Each transport layer has a different set of keyword arguments for overriding
default behavior. If you specify a keyword argument that is *not* supported
by the transport layer being used, smart_open will ignore that argument and
log a warning message.
S3 (for details, see :mod:`smart_open.s3` and :func:`smart_open.s3.open`):
buffer_size: int, optional
The buffer size to use when performing I/O.
min_part_size: int, optional
The minimum part size for multipart uploads. For writing only.
session: object, optional
The S3 session to use when working with boto3.
resource_kwargs: dict, optional
Keyword arguments to use when accessing the S3 resource for reading or writing.
multipart_upload_kwargs: dict, optional
Additional parameters to pass to boto3's initiate_multipart_upload function.
For writing only.
HTTP (for details, see :mod:`smart_open.http` and :func:`smart_open.http.open`):
kerberos: boolean, optional
If True, will attempt to use the local Kerberos credentials
user: str, optional
The username for authenticating over HTTP
password: str, optional
The password for authenticating over HTTP
WebHDFS (for details, see :mod:`smart_open.webhdfs` and :func:`smart_open.webhdfs.open`):
min_part_size: int, optional
For writing only.
SSH (for details, see :mod:`smart_open.ssh` and :func:`smart_open.ssh.open`):
mode: str, optional
The mode to use for opening the file.
host: str, optional
The hostname of the remote machine. May not be None.
user: str, optional
The username to use to login to the remote machine.

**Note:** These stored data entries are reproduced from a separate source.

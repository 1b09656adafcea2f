//! TOML configuration file loading
//!
//! Supports `~/.config/alpha/config.toml` as a persistent config source.
//! All fields are optional; the file is a partial overlay on top of defaults.

use std::path::PathBuf;

use serde::Deserialize;

/// Top-level TOML configuration file schema
#[derive(Debug, Default, Deserialize)]
pub struct AlphaConfigFile {
    /// Wake phrases (e.g. `["assistant", "hey alpha"]`)
    #[serde(default)]
    pub wake_words: Option<Vec<String>>,

    /// Prompt spoken after the wake word is heard
    #[serde(default)]
    pub listening_prompt: Option<String>,

    /// Conversation loop timing
    #[serde(default)]
    pub conversation: ConversationFileConfig,

    /// Action handler defaults
    #[serde(default)]
    pub actions: ActionsFileConfig,

    /// Intent classifier configuration
    #[serde(default)]
    pub nlu: NluFileConfig,

    /// Voice/audio configuration
    #[serde(default)]
    pub voice: VoiceFileConfig,

    /// API keys for external services
    #[serde(default)]
    pub api_keys: ApiKeysFileConfig,
}

/// Conversation loop configuration
#[derive(Debug, Default, Deserialize)]
pub struct ConversationFileConfig {
    /// Maximum consecutive follow-up captures per turn
    pub followup_cap: Option<u32>,

    /// Seconds to wait for a command to start
    pub command_timeout_secs: Option<u64>,

    /// Maximum length of a spoken command in seconds
    pub command_phrase_limit_secs: Option<u64>,

    /// Seconds to wait for a follow-up answer to start; defaults to the command window
    pub followup_timeout_secs: Option<u64>,

    /// Maximum length of a follow-up answer in seconds
    pub followup_phrase_limit_secs: Option<u64>,

    /// Seconds to wait for a yes/no reply to start
    pub short_timeout_secs: Option<u64>,

    /// Maximum length of a yes/no reply in seconds
    pub short_phrase_limit_secs: Option<u64>,
}

/// Action handler configuration
#[derive(Debug, Default, Deserialize)]
pub struct ActionsFileConfig {
    /// Search engine used when none is named ("google", "bing", "duckduckgo")
    pub default_web_engine: Option<String>,

    /// Percentage applied by volume increase/decrease
    pub volume_step: Option<u8>,

    /// Base directory for relative file names
    pub files_dir: Option<String>,

    /// Extension appended to bare file names
    pub default_extension: Option<String>,

    /// Characters of a file read aloud before truncating
    pub read_budget: Option<usize>,

    /// Where saved knowledge replies are appended
    pub responses_path: Option<String>,

    /// Intents reporting a lower confidence are treated as unknown
    pub min_confidence: Option<f32>,
}

/// Intent classifier configuration
#[derive(Debug, Default, Deserialize)]
pub struct NluFileConfig {
    /// Gemini model identifier (e.g. "gemini-2.5-flash")
    pub model: Option<String>,
}

/// Voice processing configuration
#[derive(Debug, Default, Deserialize)]
pub struct VoiceFileConfig {
    /// Enable microphone and speaker
    pub enabled: Option<bool>,

    /// STT provider ("whisper" or "deepgram")
    pub stt_provider: Option<String>,

    /// STT model (e.g. "whisper-1")
    pub stt_model: Option<String>,

    /// TTS provider ("openai" or "elevenlabs")
    pub tts_provider: Option<String>,

    /// TTS model (e.g. "tts-1")
    pub tts_model: Option<String>,

    /// TTS voice identifier (e.g. "alloy")
    pub tts_voice: Option<String>,

    /// TTS speed multiplier
    pub tts_speed: Option<f32>,
}

/// API keys configuration
#[derive(Debug, Default, Deserialize)]
pub struct ApiKeysFileConfig {
    pub gemini: Option<String>,
    pub openai: Option<String>,
    pub elevenlabs: Option<String>,
    pub deepgram: Option<String>,
}

/// Load the TOML config file from the standard path
///
/// Returns `AlphaConfigFile::default()` if the file doesn't exist or can't be parsed.
pub fn load_config_file() -> AlphaConfigFile {
    let Some(path) = config_file_path() else {
        return AlphaConfigFile::default();
    };

    if !path.exists() {
        return AlphaConfigFile::default();
    }

    match std::fs::read_to_string(&path) {
        Ok(content) => match parse_config(&content) {
            Ok(config) => {
                tracing::info!(path = %path.display(), "loaded config file");
                config
            }
            Err(e) => {
                tracing::warn!(
                    path = %path.display(),
                    error = %e,
                    "failed to parse config file, using defaults"
                );
                AlphaConfigFile::default()
            }
        },
        Err(e) => {
            tracing::warn!(
                path = %path.display(),
                error = %e,
                "failed to read config file"
            );
            AlphaConfigFile::default()
        }
    }
}

/// Parse config file contents
///
/// # Errors
///
/// Returns error if the TOML is malformed
pub fn parse_config(content: &str) -> crate::Result<AlphaConfigFile> {
    Ok(toml::from_str(content)?)
}

/// Return the config file path: `~/.config/alpha/config.toml`
pub fn config_file_path() -> Option<PathBuf> {
    directories::BaseDirs::new().map(|d| d.config_dir().join("alpha").join("config.toml"))
}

If None, defaults to the name of the current user.
port: int, optional
The port to connect to.
Examples
--------
>>> from smart_open import open
>>>
>>> # stream lines from an S3 object
>>> for line in open('s3://commoncrawl/robots.txt'):
... print(repr(line))
... break
'User-Agent: *\n'
>>> # stream from/to compressed files, with transparent (de)compression:
>>> for line in open('smart_open/tests/test_data/1984.txt.gz', encoding='utf-8'):
... print(repr(line))
'It was a bright cold day in April, and the clocks were striking thirteen.\n'
'Winston Smith, his chin nuzzled into his breast in an effort to escape the vile\n'
'wind, slipped quickly through the glass doors of Victory Mansions, though not\n'
'quickly enough to prevent a swirl of gritty dust from entering along with him.\n'
>>> # can use context managers too:
>>> with open('smart_open/tests/test_data/1984.txt.gz') as fin:
... with open('smart_open/tests/test_data/1984.txt.bz2', 'w') as fout:
... for line in fin:
... fout.write(line)
>>> # can use any IOBase operations, like seek
>>> with open('s3://commoncrawl/robots.txt', 'rb') as fin:
... for line in fin:
... print(repr(line.decode('utf-8')))
... break
... offset = fin.seek(0) # seek to the beginning
... print(fin.read(4))
'User-Agent: *\n'
b'User'
>>> # stream from HTTP
>>> for line in open('http://example.com/index.html'):
... print(repr(line))
... break
'<!doctype html>\n'
Other examples of URLs that ``smart_open`` accepts::
s3://my_bucket/my_key
s3://my_key:my_secret@my_bucket/my_key
s3://my_key:my_secret@my_server:my_port@my_bucket/my_key
hdfs:///path/file
hdfs://path/file
webhdfs://host:port/path/file
./local/path/file
~/local/path/file
local/path/file
./local/path/file.gz
file:///home/user/file
file:///home/user/file.bz2
[ssh|scp|sftp]://username@host//path/file
See Also
--------
- `Standard library reference <https://docs.python.org/3.7/library/functions.html#open>`__
- `smart_open README.rst <https://github.com/RaRe-Technologies/smart_open/blob/master/README.rst>`__
register_compressor(ext, callback)
Register a callback for transparently decompressing files with a specific extension.
Parameters
----------
ext: str
The extension.
callback: callable
The callback. It must accept two position arguments, file_obj and mode.
Examples
--------
Instruct smart_open to use the identity function whenever opening a file
with a .xz extension (see README.rst for the complete example showing I/O):
>>> def _handle_xz(file_obj, mode):
... import lzma
... return lzma.LZMAFile(filename=file_obj, mode=mode, format=lzma.FORMAT_XZ)
>>>
>>> register_compressor('.xz', _handle_xz)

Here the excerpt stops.